(Samantha Stone/ReasonableReporter.com) – Not sure if Scott Ashjian used a smart phone recorder to capture his conversation with Sharron Angle. Maybe he went with more cloak-and-dagger technology, like the digital ball point pen recorder, available for $159 at websites that sell spy gear.
Doesn’t matter. Surely his chest hairs were not snagged beneath adhesive tape and wires.
The moral of the Angle-Ashjian secret-recording debacle? Everyone is packing a concealed recording device, no permit necessary.
Next time you’re tempted to disparage your boss to the guy at the next desk, restrain yourself. Most of your colleagues are armed with a device – let’s call it iRecord – that could make your snotty comment public. Wise these days to proceed with constant recognition that smart phones are recording devices, and their owners command technology once reserved to cops and the media. Such fun. See ya in court.
Secret recordings are a handy new ordinary-guy privilege, useful for capturing snarky service in retail stores, promises in the dark, and dumb stuff other people shouldn’t have said. Possibly with serious purpose, like making sure you get your fair share of mom’s estate.
It worked for this man, who was sued by family members because he recorded a kitchen-table discussion that included his dying mother, who left no will. A judge found no fault with his recording, and said the gathering was a family meeting. In essence, his recording was the modern-day equivalent of whipping out a yellow pad and a pen. (But far more compelling as evidence, one suspects.)
And so, employers, in your next come-to-Jesus meeting with an employee, you might want to inquire as to the location of his or her iPhone. If you’re really paranoid, ask to see the display indicating the record function is off.
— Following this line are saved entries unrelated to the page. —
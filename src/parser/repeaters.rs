//! The three repetition evaluators.
//!
//! All carry `(min, max)` with `min <= max`. The mandatory `min` elements
//! propagate the delegate's failure; the strategies differ only in how the
//! optional tail is consumed. The greedy and lazy variants never consume
//! their limit parser.

use super::Parser;
use crate::context::{Context, ParseResult};
use crate::value::Value;

/// Consumes greedily without backtracking.
pub(crate) fn parse_possessive(
    child: &Parser,
    min: usize,
    max: usize,
    context: &Context,
) -> ParseResult {
    let mut current = context.clone();
    let mut elements = Vec::new();
    while elements.len() < min {
        let success = child.parse_on(&current)?;
        elements.push(success.value);
        current = success.context;
    }
    while elements.len() < max {
        match child.parse_on(&current) {
            Ok(success) => {
                elements.push(success.value);
                current = success.context;
            }
            Err(_) => break,
        }
    }
    Ok(current.success(Value::List(elements)))
}

/// Consumes as much as possible, then drops optional elements one by one
/// until the limit accepts at the resulting position.
pub(crate) fn parse_greedy(
    child: &Parser,
    limit: &Parser,
    min: usize,
    max: usize,
    context: &Context,
) -> ParseResult {
    let mut current = context.clone();
    let mut elements = Vec::new();
    while elements.len() < min {
        let success = child.parse_on(&current)?;
        elements.push(success.value);
        current = success.context;
    }
    // contexts[0] is the position after the mandatory elements; every
    // further entry records one optional step.
    let mut contexts = vec![current];
    while elements.len() < max {
        match child.parse_on(&contexts[contexts.len() - 1]) {
            Ok(success) => {
                elements.push(success.value);
                contexts.push(success.context);
            }
            Err(_) => break,
        }
    }
    loop {
        let deepest = contexts[contexts.len() - 1].clone();
        match limit.parse_on(&deepest) {
            Ok(_) => return Ok(deepest.success(Value::List(elements))),
            Err(failure) => {
                if contexts.len() == 1 {
                    return Err(failure);
                }
                contexts.pop();
                elements.pop();
            }
        }
    }
}

/// Consumes as little as possible: tries the limit before every optional
/// step and stops as soon as it accepts.
pub(crate) fn parse_lazy(
    child: &Parser,
    limit: &Parser,
    min: usize,
    max: usize,
    context: &Context,
) -> ParseResult {
    let mut current = context.clone();
    let mut elements = Vec::new();
    while elements.len() < min {
        let success = child.parse_on(&current)?;
        elements.push(success.value);
        current = success.context;
    }
    loop {
        match limit.parse_on(&current) {
            Ok(_) => return Ok(current.success(Value::List(elements))),
            Err(failure) => {
                if elements.len() >= max {
                    return Err(failure);
                }
                match child.parse_on(&current) {
                    Ok(success) => {
                        elements.push(success.value);
                        current = success.context;
                    }
                    Err(_) => return Err(failure),
                }
            }
        }
    }
}
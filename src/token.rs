//! Tokens: parsed values together with their source slice.

use std::fmt;

use crate::chars::char;
use crate::context::{Buffer, Context};
use crate::value::Value;

/// A value plus the `[start, stop)` slice of the buffer it was recognized
/// in. Equality is structural over `(value, start, stop)`.
#[derive(Debug, Clone)]
pub struct Token {
    value: Box<Value>,
    input: Buffer,
    start: usize,
    stop: usize,
}

impl Token {
    pub fn new(value: Value, input: Buffer, start: usize, stop: usize) -> Token {
        debug_assert!(start <= stop && stop <= input.len());
        Token {
            value: Box::new(value),
            input,
            start,
            stop,
        }
    }

    pub fn value(&self) -> &Value {
        &self.value
    }

    pub fn into_value(self) -> Value {
        *self.value
    }

    pub fn buffer(&self) -> &Buffer {
        &self.input
    }

    pub fn start(&self) -> usize {
        self.start
    }

    pub fn stop(&self) -> usize {
        self.stop
    }

    pub fn length(&self) -> usize {
        self.stop - self.start
    }

    /// The recognized source slice.
    pub fn text(&self) -> String {
        self.input[self.start..self.stop].iter().collect()
    }

    /// The 1-based line and column of this token's start.
    pub fn line_and_column(&self) -> (usize, usize) {
        line_and_column_in(&self.input, self.start)
    }

    /// The 1-based line and column of `position` in `buffer`. Counts `\n`,
    /// `\r\n` and `\r` as line terminators.
    pub fn line_and_column_of(buffer: &str, position: usize) -> (usize, usize) {
        line_and_column_in(&buffer.chars().collect::<Vec<_>>().into(), position)
    }
}

impl PartialEq for Token {
    fn eq(&self, other: &Token) -> bool {
        self.value == other.value && self.start == other.start && self.stop == other.stop
    }
}

impl fmt::Display for Token {
    fn fmt(&self, f: &mut fmt::Formatter<'_>) -> fmt::Result {
        write!(f, "Token[{}..{}]: {}", self.start, self.stop, self.value)
    }
}

fn line_and_column_in(buffer: &Buffer, position: usize) -> (usize, usize) {
    let newline = char('\n').or(&char('\r').seq(&char('\n').optional()));
    let mut line = 1;
    let mut offset = 0;
    for value in newline
        .token()
        .matches_skipping_in(Context::with_buffer(buffer.clone(), 0))
    {
        if let Value::Token(token) = value {
            if position < token.stop() {
                return (line, position - offset + 1);
            }
            line += 1;
            offset = token.stop();
        }
    }
    (line, position - offset + 1)
}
Employees, on the other hand, might feel justified recording such a meeting. With permission of course. Tell the boss it’s not much different than requesting a copy of your paper personnel file on your way out the door. Which, you assume, would contain a paper record of today’s discussion.
And don’t forget the video cams. The pervs were early adopters, placing cameras on their shoes more than a decade ago for upskirt shots to post on their pervy websites. Beware the guy who stands too close in the supermarket line.
But surreptitious video is not exclusively the province of strangers. Ask the woman who discovered a tiny video camera on her bedroom bookshelf, planted inside a copy of “Chicken Soup for the Soul.” (Is nothing sacred?) It was her brother-in-law, with access to her bedroom, who installed the cam, which captured her and her boyfriend in “various states of undress.”
More serious stories have originated with laptop cams. How about the school district that decided to track the school-issued laptops by remotely activating the cameras, which produced photos of the places the laptops were sitting? Student bedrooms, for instance, at all hours of the day and night. Taxpayers in the district are facing a tab of more than a million dollars for digital forensics and legal fees.
And in recent headlines, poor Tyler Clementi became 2010′s most famous Rutgers freshman, God rest his soul, when his roommate turned on the laptop cam and invited a list of chat friends to watch Tyler’s sexual interaction with a male partner. Reports say this drove Tyler to suicide.
It’s not just high-stakes political races and government investigations that produce secret recordings. If you are important enough to have “enemies,” and even if you aren’t, be paranoid. Paranoia is healthier than ever. Paranoia is the new normal.
Sent from my laptop, which has a piece of black electrical tape over its camera lens.